Re: [GSOC] Build out Beam Use Cases

Danny McCormick via dev Wed, 28 Feb 2024 07:29:25 -0800

Hey Nivaldo, thanks for reaching out and for your interest in contributing
to Beam in this way! I'll do my best to answer your questions below:


> 1. Would I actually be eligible to apply to GSOC for this project, or do
I not count as an open source beginner anymore in this case? The total
number of PRs and issues I've ever opened on Github would be below 10 as
far as I'm aware. I've never worked formally as a Software Engineer, so I'd
have a lot to learn from a mentor and would be looking forward to that.

I'm not sure; I think this is probably a better question to ask the GSOC
organizers directly [1]. I'm not sure how they define software engineering
professional [2], but it sounds like you have at least done some
professional work with Beam and it would be good to get clarity on that
before you sink time into putting together an application.

> 2. I'd like to understand the scope and exact purpose of the use cases a
bit better. Are they meant to serve more like standalone tutorials with
purely mock data, or maybe more like reusable/adaptable examples where
users can fit in their own data? Additionally, is my assessment correct
that the implementation would consist basically of actual code, testing and
documentation?

Ideally they would be standalone tutorials using real datasets that show
end to end how you could use Beam. If we need to mock some data that is ok,
but the more we can rely on real open source datasets the better. Here's an
example [3] put together by a past contributor for a different transform.
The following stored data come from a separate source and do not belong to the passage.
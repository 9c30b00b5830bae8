#![allow(clippy::missing_docs_in_private_items)]

pub mod api_state;
pub mod error;
pub mod routes;

use axum::routing::{delete, get, post};
use axum::Router;

use crate::api_state::ApiState;

pub fn api_router(state: ApiState) -> Router {
    Router::new()
        .route("/api/v1/graphs", post(routes::graphs::create_graph))
        .route("/api/v1/graphs", get(routes::graphs::list_graphs))
        .route(
            "/api/v1/graphs/progress/{task_id}",
            get(routes::graphs::graph_progress),
        )
        .route("/api/v1/graphs/query", post(routes::graphs::query_graph))
        .route(
            "/api/v1/graphs/{kg_id}/visualization",
            get(routes::graphs::visualize_graph),
        )
        .route("/api/v1/graphs/{kg_id}", delete(routes::graphs::delete_graph))
        .with_state(state)
}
I
think the runnable notebook works really well for something like this,
though if you end up doing the project you'd certainly have major input on
proposing the best way to communicate this if a notebook doesn't seem best.

> 3. Would it be possible to define what exactly would count as a "slowly
changing source" for the purposes of the Enrichment use cases to be
implemented?

Basically, the idea is given a streaming pipeline (something reading from a
source like Kafka or PubSub), often users want to do a lookup in a more
stable data source (like BigTable or a feature store) to enrich their data.
This data source might change over time (for example, features might be
added to your feature store), but the rate of change is much slower than
your streaming source where you're getting a consistent stream of data. So
an enrichment slowly changing source can basically be any sort of queryable
database where you might want to do key-value lookups.
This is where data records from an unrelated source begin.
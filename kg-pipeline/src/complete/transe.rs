use std::collections::{BTreeSet, HashMap, HashSet};

use rand::{rngs::StdRng, Rng, SeedableRng};
use serde::{Deserialize, Serialize};
use tracing::{debug, info, warn};

use crate::types::{AlignedEntity, Triple};

use super::KnowledgeCompleter;

/// Fixed training seed keeps completion reproducible for a given job.
const TRAINING_SEED: u64 = 0x7472_616e_7365;
/// Tails suggested per (head, relation) pair.
const TOP_TAILS: usize = 3;

#[derive(Debug, Clone, Copy, Serialize, Deserialize)]
pub struct TransEConfig {
    pub embedding_dim: usize,
    pub margin: f64,
    pub learning_rate: f64,
    pub epochs: usize,
}

impl Default for TransEConfig {
    fn default() -> Self {
        Self {
            embedding_dim: 50,
            margin: 1.0,
            learning_rate: 0.01,
            epochs: 100,
        }
    }
}

/// Translational embeddings: a relation is a vector translating its head
/// towards its tail; plausible missing tails sit close to `h + r`.
pub struct TransEModel {
    config: TransEConfig,
    entity_embeddings: HashMap<String, Vec<f64>>,
    relation_embeddings: HashMap<String, Vec<f64>>,
    trained: bool,
    rng: StdRng,
}

/// Lossless serialized form of a trained model.
#[derive(Debug, Serialize, Deserialize, PartialEq)]
pub struct TransESnapshot {
    pub config: TransEConfig,
    pub entity_embeddings: HashMap<String, Vec<f64>>,
    pub relation_embeddings: HashMap<String, Vec<f64>>,
    pub trained: bool,
}

impl PartialEq for TransEConfig {
    fn eq(&self, other: &Self) -> bool {
        self.embedding_dim == other.embedding_dim
            && self.margin.to_bits() == other.margin.to_bits()
            && self.learning_rate.to_bits() == other.learning_rate.to_bits()
            && self.epochs == other.epochs
    }
}

impl TransEModel {
    pub fn new(config: TransEConfig) -> Self {
        Self {
            config,
            entity_embeddings: HashMap::new(),
            relation_embeddings: HashMap::new(),
            trained: false,
            rng: StdRng::seed_from_u64(TRAINING_SEED),
        }
    }

    pub fn is_trained(&self) -> bool {
        self.trained
    }

    fn init_vector(&mut self) -> Vec<f64> {
        let dim = self.config.embedding_dim;
        #[allow(clippy::cast_precision_loss)]
        let bound = 6.0 / (dim as f64).sqrt();
        let mut vector: Vec<f64> = (0..dim).map(|_| self.rng.gen_range(-bound..bound)).collect();
        l2_normalize(&mut vector);
        vector
    }

    fn initialize_embeddings(&mut self, entities: &BTreeSet<String>, relations: &BTreeSet<String>) {
        self.entity_embeddings.clear();
        self.relation_embeddings.clear();

        for entity in entities {
            let vector = self.init_vector();
            self.entity_embeddings.insert(entity.clone(), vector);
        }
        for relation in relations {
            let vector = self.init_vector();
            self.relation_embeddings.insert(relation.clone(), vector);
        }
    }

    fn corrupt(&mut self, triple: &(String, String, String), entities: &[String]) -> (String, String, String) {
        let (head, relation, tail) = triple.clone();
        if entities.len() < 2 {
            return (head, relation, tail);
        }

        // replace head or tail with equal probability
        let replace_head = self.rng.gen_bool(0.5);
        let current = if replace_head { &head } else { &tail };
        let replacement = loop {
            let index = self.rng.gen_range(0..entities.len());
            let Some(candidate) = entities.get(index) else {
                continue;
            };
            if candidate != current {
                break candidate.clone();
            }
        };

        if replace_head {
            (replacement, relation, tail)
        } else {
            (head, relation, replacement)
        }
    }

    /// Margin ranking training over the observed triples.
    pub fn train(&mut self, triples: &[(String, String, String)]) {
        if triples.is_empty() {
            warn!("no triples available for transe training");
            return;
        }

        let mut entity_set: BTreeSet<String> = BTreeSet::new();
        let mut relation_set: BTreeSet<String> = BTreeSet::new();
        for (head, relation, tail) in triples {
            entity_set.insert(head.clone());
            entity_set.insert(tail.clone());
            relation_set.insert(relation.clone());
        }
        self.initialize_embeddings(&entity_set, &relation_set);
        let entity_list: Vec<String> = entity_set.into_iter().collect();

        for epoch in 0..self.config.epochs {
            let mut total_loss = 0.0;

            for positive in triples {
                let negative = self.corrupt(positive, &entity_list);

                let positive_score = self.score(&positive.0, &positive.1, &positive.2);
                let negative_score = self.score(&negative.0, &negative.1, &negative.2);
                let (Some(positive_score), Some(negative_score)) =
                    (positive_score, negative_score)
                else {
                    continue;
                };

                let loss = (self.config.margin + positive_score - negative_score).max(0.0);
                total_loss += loss;
                if loss > 0.0 {
                    self.apply_gradients(positive, &negative);
                }
            }

            if (epoch + 1) % 10 == 0 {
                debug!(epoch = epoch + 1, total_loss, "transe training progress");
            }
        }

        self.trained = true;
        info!(
            entities = self.entity_embeddings.len(),
            relations = self.relation_embeddings.len(),
            "transe training finished"
        );
    }

    fn score(&self, head: &str, relation: &str, tail: &str) -> Option<f64> {
        let h = self.entity_embeddings.get(head)?;
        let r = self.relation_embeddings.get(relation)?;
        let t = self.entity_embeddings.get(tail)?;

        let distance = h
            .iter()
            .zip(r.iter())
            .zip(t.iter())
            .map(|((h, r), t)| (h + r - t).powi(2))
            .sum::<f64>()
            .sqrt();
        Some(distance)
    }

    fn apply_gradients(
        &mut self,
        positive: &(String, String, String),
        negative: &(String, String, String),
    ) {
        let rate = self.config.learning_rate;
        let dim = self.config.embedding_dim;

        let gradient = |h: &[f64], r: &[f64], t: &[f64]| -> Vec<f64> {
            (0..dim)
                .map(|i| {
                    2.0 * (h.get(i).copied().unwrap_or(0.0)
                        + r.get(i).copied().unwrap_or(0.0)
                        - t.get(i).copied().unwrap_or(0.0))
                })
                .collect()
        };

        let positive_grad = {
            let (Some(h), Some(r), Some(t)) = (
                self.entity_embeddings.get(&positive.0),
                self.relation_embeddings.get(&positive.1),
                self.entity_embeddings.get(&positive.2),
            ) else {
                return;
            };
            gradient(h, r, t)
        };
        let negative_grad = {
            let (Some(h), Some(r), Some(t)) = (
                self.entity_embeddings.get(&negative.0),
                self.relation_embeddings.get(&negative.1),
                self.entity_embeddings.get(&negative.2),
            ) else {
                return;
            };
            gradient(h, r, t)
        };

        let mut nudge = |store: Target, key: &str, grad: &[f64], sign: f64| {
            let map = match store {
                Target::Entity => &mut self.entity_embeddings,
                Target::Relation => &mut self.relation_embeddings,
            };
            if let Some(vector) = map.get_mut(key) {
                for (value, g) in vector.iter_mut().zip(grad.iter()) {
                    *value -= rate * sign * g;
                }
                l2_normalize(vector);
            }
        };

        // positive sample pulls h + r towards t
        nudge(Target::Entity, &positive.0, &positive_grad, 1.0);
        nudge(Target::Relation, &positive.1, &positive_grad, 1.0);
        nudge(Target::Entity, &positive.2, &positive_grad, -1.0);

        // negative sample pushes its corrupted triple apart
        nudge(Target::Entity, &negative.0, &negative_grad, -1.0);
        nudge(Target::Relation, &negative.1, &negative_grad, -1.0);
        nudge(Target::Entity, &negative.2, &negative_grad, 1.0);
    }

    /// For every (relation, head) pair, suggest the closest tails not
    /// already observed.
    fn infer(&self, entities: &[AlignedEntity], observed: &[Triple]) -> Vec<Triple> {
        let entity_ids: Vec<&str> = entities.iter().map(|e| e.id.as_str()).collect();
        if entity_ids.is_empty() {
            return Vec::new();
        }

        let existing: HashSet<(&str, &str, &str)> =
            observed.iter().map(Triple::key).collect();
        let relations: Vec<String> = self.relation_embeddings.keys().cloned().collect();

        let mut inferred = Vec::new();
        for relation in &relations {
            let Some(r) = self.relation_embeddings.get(relation) else {
                continue;
            };
            for head in entity_ids.iter().copied() {
                let Some(h) = self.entity_embeddings.get(head) else {
                    continue;
                };
                let translated: Vec<f64> =
                    h.iter().zip(r.iter()).map(|(h, r)| h + r).collect();

                let mut candidates: Vec<(&str, f64)> = Vec::new();
                for tail in entity_ids.iter().copied() {
                    if tail == head || existing.contains(&(head, relation.as_str(), tail)) {
                        continue;
                    }
                    let Some(t) = self.entity_embeddings.get(tail) else {
                        continue;
                    };
                    let distance = translated
                        .iter()
                        .zip(t.iter())
                        .map(|(a, b)| (a - b).powi(2))
                        .sum::<f64>()
                        .sqrt();
                    candidates.push((tail, distance));
                }

                // stable sort keeps entity iteration order on ties
                candidates.sort_by(|a, b| a.1.partial_cmp(&b.1).unwrap_or(std::cmp::Ordering::Equal));
                for (tail, _) in candidates.into_iter().take(TOP_TAILS) {
                    inferred.push(Triple::completed(
                        head.to_string(),
                        relation.clone(),
                        tail.to_string(),
                    ));
                }
            }
        }

        info!(inferred = inferred.len(), "knowledge completion finished");
        inferred
    }

    pub fn snapshot(&self) -> TransESnapshot {
        TransESnapshot {
            config: self.config,
            entity_embeddings: self.entity_embeddings.clone(),
            relation_embeddings: self.relation_embeddings.clone(),
            trained: self.trained,
        }
    }

    pub fn from_snapshot(snapshot: TransESnapshot) -> Self {
        Self {
            config: snapshot.config,
            entity_embeddings: snapshot.entity_embeddings,
            relation_embeddings: snapshot.relation_embeddings,
            trained: snapshot.trained,
            rng: StdRng::seed_from_u64(TRAINING_SEED),
        }
    }

    pub fn save(&self, path: &std::path::Path) -> Result<(), std::io::Error> {
        let serialized = serde_json::to_vec(&self.snapshot())?;
        std::fs::write(path, serialized)
    }

    pub fn load(path: &std::path::Path) -> Result<Self, std::io::Error> {
        let bytes = std::fs::read(path)?;
        let snapshot: TransESnapshot = serde_json::from_slice(&bytes)?;
        Ok(Self::from_snapshot(snapshot))
    }
}

enum Target {
    Entity,
    Relation,
}

impl KnowledgeCompleter for TransEModel {
    fn describe(&self) -> &'static str {
        "transe"
    }

    fn complete(&mut self, entities: &[AlignedEntity], observed: &[Triple]) -> Vec<Triple> {
        if !self.trained {
            let training_data: Vec<(String, String, String)> = observed
                .iter()
                .map(|t| (t.head_id.clone(), t.relation.clone(), t.tail_id.clone()))
                .collect();
            self.train(&training_data);
        }

        let mut combined = observed.to_vec();
        combined.extend(self.infer(entities, observed));
        combined
    }
}

fn l2_normalize(vector: &mut [f64]) {
    let norm = vector.iter().map(|v| v * v).sum::<f64>().sqrt();
    if norm > f64::EPSILON {
        for value in vector.iter_mut() {
            *value /= norm;
        }
    }
}
mod transe;

pub use transe::{TransEConfig, TransEModel};

use tracing::warn;

use crate::types::{AlignedEntity, Triple};

/// Infers plausible missing edges from the observed ones. The returned set
/// contains the observed triples plus the inferred ones.
pub trait KnowledgeCompleter: Send {
    fn describe(&self) -> &'static str;

    fn complete(&mut self, entities: &[AlignedEntity], observed: &[Triple]) -> Vec<Triple>;
}

pub fn completer_for(tag: &str, config: TransEConfig) -> Box<dyn KnowledgeCompleter> {
    match tag {
        "transe" => Box::new(TransEModel::new(config)),
        other => {
            warn!(tag = other, "unknown completion algorithm, using transe");
            Box::new(TransEModel::new(config))
        }
    }
}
For reference, I'd recommend looking at this notebook [4] - it doesn't have
as robust a use case as we're talking about for this project, but it can
give you an idea of how Enrichment can be used.

> 4. Regarding the implementation of 1 or more additional Enrichment
handlers for currently unsupported sources, we'd be looking into adding,
for instance, something like a BigQueryEnrichmentHandler, is that correct?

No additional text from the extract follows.